#### What to work on
Repeat only the stretch of lines below that runs from the line with "let context = SectionContext::from_config(root);" through the line with "result.error(code, err.to_string(), path.display().to_string());", unaltered.

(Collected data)
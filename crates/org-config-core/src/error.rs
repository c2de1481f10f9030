//! Error types for loading configuration documents
//!
//! The validation engine itself never fails: every problem with the document's
//! content becomes a [`Violation`](crate::Violation). Only the loader boundary
//! produces errors.

use std::path::PathBuf;

use thiserror::Error;

/// Error raised while resolving and decoding a configuration document
#[derive(Error, Debug)]
pub enum LoadError {
    /// The configuration path does not exist
    #[error("Configuration file not found: {}", .0.display())]
    NotFound(PathBuf),

    /// The file exists but could not be read
    #[error("Failed to read configuration file '{}': {source}", path.display())]
    Io {
        path: PathBuf,
        #[source]
        source: std::io::Error,
    },

    /// The document could not be decoded
    #[error("{format} parsing error: {message}")]
    Parse {
        /// Name of the document format that failed ("YAML", "JSON", "TOML")
        format: &'static str,
        message: String,
    },
}

impl LoadError {
    /// Create a parse error for the given format
    pub fn parse_error(format: &'static str, message: impl Into<String>) -> Self {
        LoadError::Parse {
            format,
            message: message.into(),
        }
    }

    /// Check if the document was found but could not be decoded
    pub fn is_parse_error(&self) -> bool {
        matches!(self, LoadError::Parse { .. })
    }
}

impl From<serde_json::Error> for LoadError {
    fn from(err: serde_json::Error) -> Self {
        LoadError::parse_error("JSON", err.to_string())
    }
}

impl From<serde_yaml::Error> for LoadError {
    fn from(err: serde_yaml::Error) -> Self {
        LoadError::parse_error("YAML", err.to_string())
    }
}

impl From<toml::de::Error> for LoadError {
    fn from(err: toml::de::Error) -> Self {
        LoadError::parse_error("TOML", err.to_string())
    }
}

/// Result type alias for loading operations
pub type Result<T> = std::result::Result<T, LoadError>;
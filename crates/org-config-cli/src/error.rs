//! Error types for the CLI shell

use thiserror::Error;

/// Errors raised while rendering validation results
#[derive(Error, Debug)]
pub enum CliError {
    /// Serialization of the report failed
    #[error("Serialization error: {0}")]
    Serialization(String),

    /// Writing the report failed
    #[error("Output error: {0}")]
    Output(#[from] std::io::Error),
}

impl From<serde_json::Error> for CliError {
    fn from(err: serde_json::Error) -> Self {
        CliError::Serialization(format!("JSON error: {}", err))
    }
}

impl From<serde_yaml::Error> for CliError {
    fn from(err: serde_yaml::Error) -> Self {
        CliError::Serialization(format!("YAML error: {}", err))
    }
}
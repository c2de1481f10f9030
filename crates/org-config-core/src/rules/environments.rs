//! `environments` section rules

use super::{expect_object, expect_string, field_path};
use crate::patterns::{AWS_TARGET, ENVIRONMENT_TARGETS, RECOMMENDED_ENVIRONMENTS};
use crate::validation::{RuleCode, ValidationResult, Violation};
use crate::validator::{SectionContext, SectionRule};
use crate::ConfigTree;

const SECTION: &str = "environments";

/// Validates deployment environments keyed by name
///
/// Missing `dev`/`qa`/`prod` environments and AWS environments without a
/// credentials `profile` are warnings; everything else is an error.
pub struct EnvironmentsRule;

impl SectionRule for EnvironmentsRule {
    fn section(&self) -> &'static str {
        SECTION
    }

    fn is_required(&self) -> bool {
        true
    }

    fn check(&self, value: &ConfigTree, _context: &SectionContext, result: &mut ValidationResult) {
        let Some(environments) = expect_object(value, SECTION, result) else {
            return;
        };

        for env in RECOMMENDED_ENVIRONMENTS {
            if !environments.contains_key(env) {
                result.warning(
                    RuleCode::RecommendedEnvironmentMissing,
                    format!("Missing recommended environment: {}", env),
                    field_path(SECTION, env),
                );
            }
        }

        for (name, env_config) in environments {
            let path = field_path(SECTION, name);
            let Some(env) = env_config.as_object() else {
                result.error(RuleCode::ExpectedObject, format!("{} must be an object", path), path);
                continue;
            };

            let target_path = field_path(&path, "target");
            match env.get("target") {
                None => result.error(
                    RuleCode::MissingField,
                    format!("{} is required", target_path),
                    target_path,
                ),
                Some(target)
                    if !target
                        .as_str()
                        .is_some_and(|t| ENVIRONMENT_TARGETS.contains(&t)) =>
                {
                    result.add(
                        Violation::error(
                            RuleCode::InvalidTarget,
                            format!("{} must be 'aws' or 'localstack'", target_path),
                            target_path,
                        )
                        .with_suggestion(format!("Allowed values: {}", ENVIRONMENT_TARGETS.join(", "))),
                    );
                }
                Some(_) => {}
            }

            let region_path = field_path(&path, "region");
            match env.get("region") {
                None => result.error(
                    RuleCode::MissingField,
                    format!("{} is required", region_path),
                    region_path,
                ),
                Some(region) => {
                    expect_string(region, &region_path, result);
                }
            }

            let is_aws = env.get("target").and_then(|t| t.as_str()) == Some(AWS_TARGET);
            if is_aws && !env.contains_key("profile") {
                let profile_path = field_path(&path, "profile");
                result.warning(
                    RuleCode::AwsProfileMissing,
                    format!("{} recommended for AWS targets", profile_path),
                    profile_path,
                );
            }
        }
    }
}
//! `policies` section rules

use super::{check_named_objects, expect_list, expect_object, field_path};
use crate::validation::ValidationResult;
use crate::validator::{SectionContext, SectionRule};
use crate::ConfigTree;

const SECTION: &str = "policies";

/// Validates tag policies and service control policies
///
/// Service control policy entries are passed through to provisioning as-is,
/// so only the list shape is checked.
pub struct PoliciesRule;

impl SectionRule for PoliciesRule {
    fn section(&self) -> &'static str {
        SECTION
    }

    fn check(&self, value: &ConfigTree, _context: &SectionContext, result: &mut ValidationResult) {
        let Some(policies) = expect_object(value, SECTION, result) else {
            return;
        };

        if let Some(tag_policies) = policies.get("tag_policies") {
            check_named_objects(tag_policies, &field_path(SECTION, "tag_policies"), result);
        }

        if let Some(scps) = policies.get("service_control_policies") {
            expect_list(scps, &field_path(SECTION, "service_control_policies"), result);
        }
    }
}
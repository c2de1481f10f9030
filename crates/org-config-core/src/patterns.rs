//! Named patterns and fixed value sets shared by rules and tests

use regex::Regex;
use std::sync::LazyLock;

/// Resource-name-safe charset for metadata and account names
pub static RESOURCE_NAME: LazyLock<Regex> =
    LazyLock::new(|| Regex::new(r"^[A-Za-z0-9_-]+$").expect("valid resource name pattern"));

/// Organizational unit names additionally allow whitespace
pub static OU_NAME: LazyLock<Regex> =
    LazyLock::new(|| Regex::new(r"^[A-Za-z0-9_\s-]+$").expect("valid OU name pattern"));

/// Region identifiers such as `us-east-1`
pub static REGION: LazyLock<Regex> =
    LazyLock::new(|| Regex::new(r"^[a-z0-9-]+$").expect("valid region pattern"));

/// Minimal `user@host.tld` shape
pub static EMAIL: LazyLock<Regex> =
    LazyLock::new(|| Regex::new(r"^[^@]+@[^@]+\.[^@]+$").expect("valid email pattern"));

/// `org/repo` repository slug
pub static REPOSITORY: LazyLock<Regex> = LazyLock::new(|| {
    Regex::new(r"^[A-Za-z0-9_.-]+/[A-Za-z0-9_.-]+$").expect("valid repository pattern")
});

/// Sections every configuration must declare, in dispatch order
pub const REQUIRED_SECTIONS: [&str; 5] = [
    "metadata",
    "environments",
    "organization",
    "organizational_units",
    "accounts",
];

/// Sections validated only when present
pub const OPTIONAL_SECTIONS: [&str; 3] = ["policies", "sso", "github_actions"];

/// Environments that should exist; their absence is a warning
pub const RECOMMENDED_ENVIRONMENTS: [&str; 3] = ["dev", "qa", "prod"];

/// Allowed values for `environments.<name>.target`
pub const ENVIRONMENT_TARGETS: [&str; 2] = ["aws", "localstack"];

/// Target that expects a named credentials profile
pub const AWS_TARGET: &str = "aws";

/// Allowed values for `organization.feature_set`
pub const FEATURE_SETS: [&str; 2] = ["ALL", "CONSOLIDATED_BILLING"];

/// Placeholder every email template must contain
pub const ENV_PLACEHOLDER: &str = "{env}";

/// Environment token substituted into templates for uniqueness and format checks
pub const TEMPLATE_PROBE_ENV: &str = "test";

/// Instantiate an email template for the probe environment
pub fn probe_email(template: &str) -> String {
    template.replace(ENV_PLACEHOLDER, TEMPLATE_PROBE_ENV)
}
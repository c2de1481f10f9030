//! Integration tests for the validate command against real files

use clap::Parser;
use org_config_cli::cli::commands::execute_validate;
use org_config_cli::{ExitCode, ValidateCli};
use std::io::Write;
use std::path::{Path, PathBuf};

fn core_fixture(name: &str) -> PathBuf {
    PathBuf::from(env!("CARGO_MANIFEST_DIR"))
        .join("..")
        .join("org-config-core")
        .join("tests")
        .join("fixtures")
        .join(name)
}

fn run(path: &Path, extra: &[&str]) -> (ExitCode, String) {
    let mut args = vec!["org-config-validate".to_string(), path.display().to_string()];
    args.extend(extra.iter().map(|s| s.to_string()));
    let cli = ValidateCli::try_parse_from(args).unwrap();

    let mut out = Vec::new();
    let code = execute_validate(&cli, &mut out).unwrap();
    (code, String::from_utf8(out).unwrap())
}

const WARNING_ONLY: &str = r#"
metadata:
  name: acme
  description: Acme
environments:
  dev:
    target: localstack
    region: us-east-1
  qa:
    target: localstack
    region: us-east-1
organization:
  feature_set: ALL
  default_region: us-east-1
  allowed_regions: [us-east-1]
organizational_units:
  - name: Core
accounts:
  - name: log-archive
    email: aws+logs@acme.example
    ou: Core
"#;

#[test]
fn test_valid_file_exits_zero() {
    let (code, text) = run(&core_fixture("valid.yaml"), &[]);
    assert_eq!(code, ExitCode::Success);
    assert!(text.contains("Configuration is valid!"));
}

#[test]
fn test_invalid_file_exits_one() {
    let (code, text) = run(&core_fixture("invalid.yaml"), &["--format", "json"]);
    assert_eq!(code, ExitCode::Failure);

    let report: serde_json::Value = serde_json::from_str(&text).unwrap();
    assert_eq!(report["valid"], false);
    assert_eq!(report["error_count"], 11);
}

#[test]
fn test_malformed_file_exits_one() {
    let (code, text) = run(&core_fixture("malformed.yaml"), &["--format", "json"]);
    assert_eq!(code, ExitCode::Failure);

    let report: serde_json::Value = serde_json::from_str(&text).unwrap();
    assert_eq!(report["errors"][0]["code"], "PARSE_ERROR");
}

#[test]
fn test_warnings_fail_only_in_strict_mode() {
    let mut file = tempfile::Builder::new().suffix(".yaml").tempfile().unwrap();
    file.write_all(WARNING_ONLY.as_bytes()).unwrap();

    let (code, text) = run(file.path(), &[]);
    assert_eq!(code, ExitCode::Success);
    assert!(text.contains("Missing recommended environment: prod"));

    let (code, text) = run(file.path(), &["--strict"]);
    assert_eq!(code, ExitCode::Failure);
    assert!(text.contains("Validation failed due to warnings (strict mode)"));
}

#[test]
fn test_json_document_is_accepted() {
    let yaml = std::fs::read_to_string(core_fixture("valid.yaml")).unwrap();
    let value: serde_json::Value = serde_yaml::from_str(&yaml).unwrap();

    let mut file = tempfile::Builder::new().suffix(".json").tempfile().unwrap();
    file.write_all(serde_json::to_string_pretty(&value).unwrap().as_bytes()).unwrap();

    let (code, _) = run(file.path(), &["--format", "yaml"]);
    assert_eq!(code, ExitCode::Success);
}
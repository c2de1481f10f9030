//! Validation engine
//!
//! The [`Validator`] owns an ordered list of [`SectionRule`]s and walks them
//! over a decoded configuration tree. Each call builds a fresh
//! [`ValidationResult`] that is threaded through every rule by `&mut` and
//! returned by value.

use std::collections::BTreeSet;
use std::path::Path;
use std::time::Instant;

use crate::error::LoadError;
use crate::loader::load_config;
use crate::patterns::{OPTIONAL_SECTIONS, REQUIRED_SECTIONS};
use crate::rules::{
    AccountsRule, EnvironmentsRule, GithubActionsRule, MetadataRule, OrganizationRule,
    OrganizationalUnitsRule, PoliciesRule, SsoRule,
};
use crate::validation::{RuleCode, ValidationResult};
use crate::ConfigTree;

/// Trait for per-section validation rules
pub trait SectionRule: Send + Sync {
    /// Top-level key this rule validates
    fn section(&self) -> &'static str;

    /// Whether the section must be present
    fn is_required(&self) -> bool {
        false
    }

    /// Validate the section's raw value, appending to `result`
    fn check(&self, value: &ConfigTree, context: &SectionContext, result: &mut ValidationResult);
}

/// Cross-section data derived once per run
#[derive(Debug, Clone, Default)]
pub struct SectionContext {
    declared_ous: BTreeSet<String>,
}

impl SectionContext {
    /// Derive the context from the configuration root
    ///
    /// Only string `name`s of object entries in a list-shaped
    /// `organizational_units` are declared; any other shape declares nothing.
    pub fn from_config(root: &serde_json::Map<String, ConfigTree>) -> Self {
        let declared_ous = root
            .get("organizational_units")
            .and_then(|ous| ous.as_array())
            .map(|ous| {
                ous.iter()
                    .filter_map(|ou| ou.get("name").and_then(|n| n.as_str()))
                    .map(str::to_string)
                    .collect()
            })
            .unwrap_or_default();

        Self { declared_ous }
    }

    /// Create a context with the given OU names declared
    #[cfg(test)]
    pub(crate) fn with_ous<I, S>(names: I) -> Self
    where
        I: IntoIterator<Item = S>,
        S: Into<String>,
    {
        Self {
            declared_ous: names.into_iter().map(Into::into).collect(),
        }
    }

    /// Check whether an OU with this name is declared
    pub fn has_ou(&self, name: &str) -> bool {
        self.declared_ous.contains(name)
    }

    /// Declared OU names in sorted order
    #[cfg(test)]
    pub(crate) fn declared_ous(&self) -> impl Iterator<Item = &str> {
        self.declared_ous.iter().map(String::as_str)
    }
}

/// Main validator for organization configurations
pub struct Validator {
    rules: Vec<Box<dyn SectionRule>>,
}

impl Default for Validator {
    fn default() -> Self {
        Self::new()
    }
}

impl Validator {
    /// Create a validator with the built-in section rules
    pub fn new() -> Self {
        let mut validator = Self { rules: Vec::new() };
        validator.add_builtin_rules();
        validator
    }

    /// Register the built-in rules in dispatch order
    fn add_builtin_rules(&mut self) {
        self.rules.push(Box::new(MetadataRule));
        self.rules.push(Box::new(EnvironmentsRule));
        self.rules.push(Box::new(OrganizationRule));
        self.rules.push(Box::new(OrganizationalUnitsRule));
        self.rules.push(Box::new(AccountsRule));
        self.rules.push(Box::new(PoliciesRule));
        self.rules.push(Box::new(SsoRule));
        self.rules.push(Box::new(GithubActionsRule));
    }

    /// Section names in dispatch order
    pub fn sections(&self) -> impl Iterator<Item = &'static str> + '_ {
        self.rules.iter().map(|rule| rule.section())
    }

    /// Validate a decoded configuration tree
    pub fn validate(&self, config: &ConfigTree) -> ValidationResult {
        let start = Instant::now();
        let mut result = ValidationResult::new();

        let Some(root) = config.as_object() else {
            result.error(
                RuleCode::RootNotObject,
                format!(
                    "Configuration root must be an object, found {}",
                    type_name(config)
                ),
                "$",
            );
            return result;
        };

        for rule in self.rules.iter().filter(|r| r.is_required()) {
            if !root.contains_key(rule.section()) {
                result.error(
                    RuleCode::MissingSection,
                    format!("Missing required section: {}", rule.section()),
                    rule.section(),
                );
            }
        }

        for key in root.keys() {
            if !REQUIRED_SECTIONS.contains(&key.as_str()) && !OPTIONAL_SECTIONS.contains(&key.as_str()) {
                tracing::debug!(section = %key, "Ignoring unrecognized section");
            }
        }

        let context = SectionContext::from_config(root);

        for rule in &self.rules {
            if let Some(value) = root.get(rule.section()) {
                tracing::debug!(section = rule.section(), "Validating section");
                rule.check(value, &context, &mut result);
            }
        }

        tracing::debug!(
            errors = result.errors.len(),
            warnings = result.warnings.len(),
            elapsed_us = start.elapsed().as_micros() as u64,
            "Validation complete"
        );

        result
    }

    /// Load and validate a configuration file
    ///
    /// A file that cannot be found, read or decoded yields a result holding
    /// exactly that one error; no section checks run.
    pub fn validate_file(&self, path: impl AsRef<Path>) -> ValidationResult {
        let path = path.as_ref();
        match load_config(path) {
            Ok(config) => self.validate(&config),
            Err(err) => {
                tracing::warn!(path = %path.display(), error = %err, "Failed to load configuration");
                let code = match &err {
                    LoadError::NotFound(_) => RuleCode::FileNotFound,
                    LoadError::Io { .. } => RuleCode::FileUnreadable,
                    LoadError::Parse { .. } => RuleCode::ParseError,
                };
                let mut result = ValidationResult::new();
                result.error(code, err.to_string(), path.display().to_string());
                result
            }
        }
    }
}

/// Name of a tree node's type for messages
pub(crate) fn type_name(value: &ConfigTree) -> &'static str {
    match value {
        serde_json::Value::Null => "null",
        serde_json::Value::Bool(_) => "boolean",
        serde_json::Value::Number(_) => "number",
        serde_json::Value::String(_) => "string",
        serde_json::Value::Array(_) => "list",
        serde_json::Value::Object(_) => "object",
    }
}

#### Solution below
        let context = SectionContext::from_config(root);

        for rule in &self.rules {
            if let Some(value) = root.get(rule.section()) {
                tracing::debug!(section = rule.section(), "Validating section");
                rule.check(value, &context, &mut result);
            }
        }

        tracing::debug!(
            errors = result.errors.len(),
            warnings = result.warnings.len(),
            elapsed_us = start.elapsed().as_micros() as u64,
            "Validation complete"
        );

        result
    }

    /// Load and validate a configuration file
    ///
    /// A file that cannot be found, read or decoded yields a result holding
    /// exactly that one error; no section checks run.
    pub fn validate_file(&self, path: impl AsRef<Path>) -> ValidationResult {
        let path = path.as_ref();
        match load_config(path) {
            Ok(config) => self.validate(&config),
            Err(err) => {
                tracing::warn!(path = %path.display(), error = %err, "Failed to load configuration");
                let code = match &err {
                    LoadError::NotFound(_) => RuleCode::FileNotFound,
                    LoadError::Io { .. } => RuleCode::FileUnreadable,
                    LoadError::Parse { .. } => RuleCode::ParseError,
                };
                let mut result = ValidationResult::new();
                result.error(code, err.to_string(), path.display().to_string());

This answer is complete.